> ACTIVITY: Your job is to copy the lines from the material that include "Send".

*****

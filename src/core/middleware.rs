use std::any::Any as PanicPayload;

use axum::{
    http::{HeaderValue, StatusCode},
    response::{IntoResponse, Response},
    Json,
};
use tower_http::cors::{AllowOrigin, Any, CorsLayer};
use tower_http::request_id::{MakeRequestId, RequestId};
use tracing::Span;
use uuid::Uuid;

use crate::shared::constants::GENERIC_FAILURE;
use crate::shared::types::ErrorResponse;

/// Request ID generator using UUID v7 (time-ordered)
#[derive(Clone, Copy)]
pub struct MakeRequestUuid;

impl MakeRequestId for MakeRequestUuid {
    fn make_request_id<B>(&mut self, _request: &axum::http::Request<B>) -> Option<RequestId> {
        let id = Uuid::now_v7().to_string();
        HeaderValue::from_str(&id).ok().map(RequestId::new)
    }
}

/// Custom MakeSpan that includes request_id in the tracing span
#[derive(Clone, Debug)]
pub struct MakeSpanWithRequestId;

impl<B> tower_http::trace::MakeSpan<B> for MakeSpanWithRequestId {
    fn make_span(&mut self, request: &axum::http::Request<B>) -> Span {
        let request_id = request
            .headers()
            .get("x-request-id")
            .and_then(|v| v.to_str().ok())
            .unwrap_or("-");

        tracing::info_span!(
            "request",
            method = %request.method(),
            uri = %request.uri(),
            request_id = %request_id,
        )
    }
}

pub fn cors_layer(allowed_origins: Vec<String>) -> CorsLayer {
    let cors = CorsLayer::new().allow_methods(Any).allow_headers(Any);

    // If origins list contains "*", allow any origin
    if allowed_origins.is_empty() || allowed_origins.iter().any(|o| o == "*") {
        cors.allow_origin(Any)
    } else {
        let origins: Vec<HeaderValue> = allowed_origins
            .iter()
            .filter_map(|o| o.parse().ok())
            .collect();
        cors.allow_origin(AllowOrigin::list(origins))
    }
}

/// Turn a handler panic into the generic JSON 500
pub fn handle_panic(err: Box<dyn PanicPayload + Send + 'static>) -> Response {
    let detail = if let Some(s) = err.downcast_ref::<String>() {
        s.as_str()
    } else if let Some(s) = err.downcast_ref::<&str>() {
        s
    } else {
        "unknown panic payload"
    };
    tracing::error!("Handler panicked: {}", detail);

    (
        StatusCode::INTERNAL_SERVER_ERROR,
        Json(ErrorResponse::new(GENERIC_FAILURE)),
    )
        .into_response()
}
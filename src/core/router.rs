use std::sync::Arc;

use axum::{http::StatusCode, Json, Router};
use tower_http::catch_panic::CatchPanicLayer;
use tower_http::request_id::{PropagateRequestIdLayer, SetRequestIdLayer};
use tower_http::trace::{DefaultOnRequest, DefaultOnResponse, TraceLayer};
use tracing::Level;
use utoipa::{Modify, OpenApi};
use utoipa_swagger_ui::SwaggerUi;

use crate::core::config::{AppConfig, SwaggerConfig};
use crate::core::middleware;
use crate::core::openapi::{ApiDoc, SwaggerInfoModifier};
use crate::features::geo::{routes as geo_routes, GeoService};
use crate::features::health::routes as health_routes;
use crate::shared::constants::ROUTE_NOT_FOUND;
use crate::shared::types::ErrorResponse;

/// Endpoints listed in the startup log
pub const ENDPOINTS: &[&str] = &[
    "/",
    "/regions",
    "/regions/{continentId}",
    "/regions/{continentId}/countries",
    "/countries",
    "/countries/code/{iso2}",
    "/countries/{countryId}",
    "/countries/{countryId}/states",
    "/countries/{countryId}/cities",
    "/states",
    "/states/{stateId}",
    "/states/{stateId}/cities",
    "/cities",
    "/cities/{cityId}",
    "/search",
];

async fn route_not_found() -> (StatusCode, Json<ErrorResponse>) {
    (
        StatusCode::NOT_FOUND,
        Json(ErrorResponse::new(ROUTE_NOT_FOUND)),
    )
}

/// Build the application router with every feature, docs and middleware layered on
pub fn build_router(
    geo_service: Arc<GeoService>,
    app_config: &AppConfig,
    swagger_config: &SwaggerConfig,
) -> Router {
    let swagger_modifier = SwaggerInfoModifier {
        title: swagger_config.title.clone(),
        version: swagger_config.version.clone(),
        description: swagger_config.description.clone(),
    };

    let mut openapi = ApiDoc::openapi();
    swagger_modifier.modify(&mut openapi);

    let swagger =
        Router::new().merge(SwaggerUi::new("/swagger-ui").url("/api-docs/openapi.json", openapi));

    Router::new()
        .merge(swagger)
        .merge(health_routes::routes())
        .merge(geo_routes::routes(geo_service))
        .fallback(route_not_found)
        .layer(CatchPanicLayer::custom(middleware::handle_panic))
        .layer(middleware::cors_layer(
            app_config.cors_allowed_origins.clone(),
        ))
        // Propagate X-Request-Id to response headers
        .layer(PropagateRequestIdLayer::x_request_id())
        .layer(
            TraceLayer::new_for_http()
                .make_span_with(middleware::MakeSpanWithRequestId)
                .on_request(DefaultOnRequest::new().level(Level::INFO))
                .on_response(DefaultOnResponse::new().level(Level::INFO)),
        )
        // Generate X-Request-Id using UUID v7 (or use client-provided one)
        .layer(SetRequestIdLayer::x_request_id(middleware::MakeRequestUuid))
}

#[cfg(test)]
mod tests {
    use axum::http::{HeaderName, HeaderValue, StatusCode};
    use serde_json::Value;

    use crate::shared::test_helpers::sample_server;

    #[tokio::test]
    async fn test_root_reports_status_and_timestamp() {
        let server = sample_server();
        let response = server.get("/").await;
        response.assert_status_ok();

        let body: Value = response.json();
        assert_eq!(body["message"], "Geographic API is running");
        let timestamp = body["timestamp"].as_str().unwrap();
        assert!(chrono::DateTime::parse_from_rfc3339(timestamp).is_ok());
    }

    #[tokio::test]
    async fn test_health_check() {
        sample_server().get("/health").await.assert_status_ok();
    }

    #[tokio::test]
    async fn test_unmatched_route_returns_json_404() {
        let server = sample_server();
        let response = server.get("/planets").await;
        response.assert_status(StatusCode::NOT_FOUND);
        response.assert_json(&serde_json::json!({ "error": "Route not found" }));
    }

    #[tokio::test]
    async fn test_cors_allows_any_origin() {
        let server = sample_server();
        let response = server
            .get("/regions")
            .add_header(
                HeaderName::from_static("origin"),
                HeaderValue::from_static("https://example.com"),
            )
            .await;
        response.assert_status_ok();
        assert_eq!(
            response.header("access-control-allow-origin"),
            HeaderValue::from_static("*")
        );
    }

    #[tokio::test]
    async fn test_request_id_is_generated_and_kept() {
        let server = sample_server();

        let generated = server.get("/health").await;
        assert!(!generated.header("x-request-id").is_empty());

        let supplied = server
            .get("/health")
            .add_header(
                HeaderName::from_static("x-request-id"),
                HeaderValue::from_static("abc-123"),
            )
            .await;
        assert_eq!(supplied.header("x-request-id"), "abc-123");
    }

    #[tokio::test]
    async fn test_openapi_document_is_served() {
        let server = sample_server();
        let response = server.get("/api-docs/openapi.json").await;
        response.assert_status_ok();

        let doc: Value = response.json();
        assert!(doc["paths"]["/search"].is_object());
    }
}
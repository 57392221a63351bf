use serde::Serialize;
use sqlx::FromRow;

/// City model; carries both its state and its country
#[derive(Debug, Clone, FromRow, Serialize)]
pub struct City {
    pub id: i64,
    pub country_id: i64,
    pub state_id: i64,
    pub name: String,
}
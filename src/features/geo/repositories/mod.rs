//! Store access for the geo feature.
//!
//! The service talks to the store only through [`GeoRepository`], so the same
//! handlers run against PostgreSQL in production and an in-memory fixture in tests.

mod pg_repository;

use async_trait::async_trait;

use crate::core::error::Result;
use crate::features::geo::filters::{
    CityFilter, CountryFilter, CountryLookup, RegionFilter, StateFilter,
};
use crate::features::geo::models::{City, Country, Region, State};

pub use pg_repository::PgGeoRepository;

/// Read-only queries over the four geo collections.
///
/// List methods return rows in store order (ascending `id`) after applying the
/// filter's page window. Single-row methods return the first match, if any.
#[async_trait]
pub trait GeoRepository: Send + Sync {
    async fn find_regions(&self, filter: &RegionFilter) -> Result<Vec<Region>>;

    async fn find_region(&self, id: i64) -> Result<Option<Region>>;

    async fn find_countries(&self, filter: &CountryFilter) -> Result<Vec<Country>>;

    async fn find_country(&self, lookup: &CountryLookup) -> Result<Option<Country>>;

    async fn find_states(&self, filter: &StateFilter) -> Result<Vec<State>>;

    async fn find_state(&self, id: i64) -> Result<Option<State>>;

    async fn find_cities(&self, filter: &CityFilter) -> Result<Vec<City>>;

    async fn find_city(&self, id: i64) -> Result<Option<City>>;
}
mod status_dto;

pub use status_dto::*;
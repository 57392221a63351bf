mod core;
mod features;
mod shared;

use crate::core::config::Config;
use crate::core::{database, router};
use crate::features::geo::{GeoService, PgGeoRepository};
use std::sync::Arc;
use tracing_subscriber::{layer::SubscriberExt, util::SubscriberInitExt};

fn main() -> anyhow::Result<()> {
    // Build Tokio runtime with configurable worker threads
    let worker_threads = std::env::var("TOKIO_WORKER_THREADS")
        .ok()
        .and_then(|s| s.parse().ok())
        .unwrap_or_else(|| {
            std::thread::available_parallelism()
                .map(|p| p.get())
                .unwrap_or(4)
        });

    let runtime = tokio::runtime::Builder::new_multi_thread()
        .worker_threads(worker_threads)
        .enable_all()
        .build()?;

    runtime.block_on(async_main(worker_threads))
}

async fn async_main(worker_threads: usize) -> anyhow::Result<()> {
    // Load .env file BEFORE initializing logger so RUST_LOG is available
    let _ = dotenvy::dotenv();

    tracing_subscriber::registry()
        .with(
            tracing_subscriber::EnvFilter::try_from_default_env().unwrap_or_else(|_| "info".into()),
        )
        .with(tracing_subscriber::fmt::layer())
        .init();

    // Load configuration
    let config = Config::from_env().map_err(|e| anyhow::anyhow!(e))?;

    tracing::info!(
        "System info: tokio_worker_threads={}, pid={}",
        worker_threads,
        std::process::id()
    );
    tracing::info!(
        "Configuration loaded successfully (default language: {})",
        config.app.default_language
    );

    // Create database connection pool; any failure here is fatal
    let pool = database::create_pool(&config.database)
        .await
        .map_err(|e| anyhow::anyhow!("Database connection failed: {}", e))?;
    database::ping(&pool)
        .await
        .map_err(|e| anyhow::anyhow!("Database ping failed: {}", e))?;
    tracing::info!(
        "Database connection pool created: {}",
        config
            .database
            .url
            .split('@')
            .next_back()
            .unwrap_or("***")
    );

    if config.database.run_migrations {
        tracing::info!("Running database migrations...");
        sqlx::migrate!("./migrations")
            .run(&pool)
            .await
            .map_err(|e| anyhow::anyhow!("Migration failed: {}", e))?;
        tracing::info!("Database migrations completed successfully");
    } else {
        tracing::info!("Database migrations skipped (DB_RUN_MIGRATIONS=false)");
    }

    // Initialize Geo Service
    let geo_repository = Arc::new(PgGeoRepository::new(pool.clone()));
    let geo_service = Arc::new(GeoService::new(
        geo_repository,
        config.app.default_language.clone(),
    ));
    tracing::info!("Geo service initialized");

    let app = router::build_router(geo_service, &config.app, &config.swagger);

    // Start server
    let addr = config.app.server_address();
    let socket_addr: std::net::SocketAddr = addr
        .parse()
        .map_err(|e| anyhow::anyhow!("Invalid address: {}", e))?;

    // Use socket2 for TCP listener configuration
    let socket = socket2::Socket::new(
        socket2::Domain::for_address(socket_addr),
        socket2::Type::STREAM,
        Some(socket2::Protocol::TCP),
    )?;

    socket.set_reuse_address(true)?;
    socket.set_nodelay(true)?;

    #[cfg(target_os = "linux")]
    {
        let keepalive = socket2::TcpKeepalive::new()
            .with_time(std::time::Duration::from_secs(60))
            .with_interval(std::time::Duration::from_secs(10))
            .with_retries(3);
        socket.set_tcp_keepalive(&keepalive)?;
    }
    #[cfg(not(target_os = "linux"))]
    {
        let keepalive = socket2::TcpKeepalive::new().with_time(std::time::Duration::from_secs(60));
        socket.set_tcp_keepalive(&keepalive)?;
    }

    socket.set_nonblocking(true)?;
    socket.bind(&socket_addr.into())?;
    socket.listen(1024)?;

    let listener = tokio::net::TcpListener::from_std(socket.into())?;
    tracing::info!("Geographic API listening on http://{}", addr);
    tracing::info!("Swagger UI available at http://{}/swagger-ui/", addr);
    tracing::info!("Available endpoints:");
    for endpoint in router::ENDPOINTS {
        tracing::info!("  GET {}", endpoint);
    }

    axum::serve(listener, app)
        .with_graceful_shutdown(shutdown_signal())
        .await?;

    tracing::info!("Server stopped, closing database pool");
    pool.close().await;

    Ok(())
}

/// Resolves on Ctrl-C, or SIGTERM on unix
async fn shutdown_signal() {
    let ctrl_c = async {
        if let Err(e) = tokio::signal::ctrl_c().await {
            tracing::error!("Failed to listen for Ctrl-C: {}", e);
            std::future::pending::<()>().await;
        }
    };

    #[cfg(unix)]
    let terminate = async {
        match tokio::signal::unix::signal(tokio::signal::unix::SignalKind::terminate()) {
            Ok(mut signal) => {
                signal.recv().await;
            }
            Err(e) => {
                tracing::error!("Failed to listen for SIGTERM: {}", e);
                std::future::pending::<()>().await;
            }
        }
    };

    #[cfg(not(unix))]
    let terminate = std::future::pending::<()>();

    tokio::select! {
        _ = ctrl_c => {},
        _ = terminate => {},
    }

    tracing::info!("Shutdown signal received, draining connections");
}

*****

> REPLY TO THE TASK:
pub fn handle_panic(err: Box<dyn PanicPayload + Send + 'static>) -> Response {
pub trait GeoRepository: Send + Sync {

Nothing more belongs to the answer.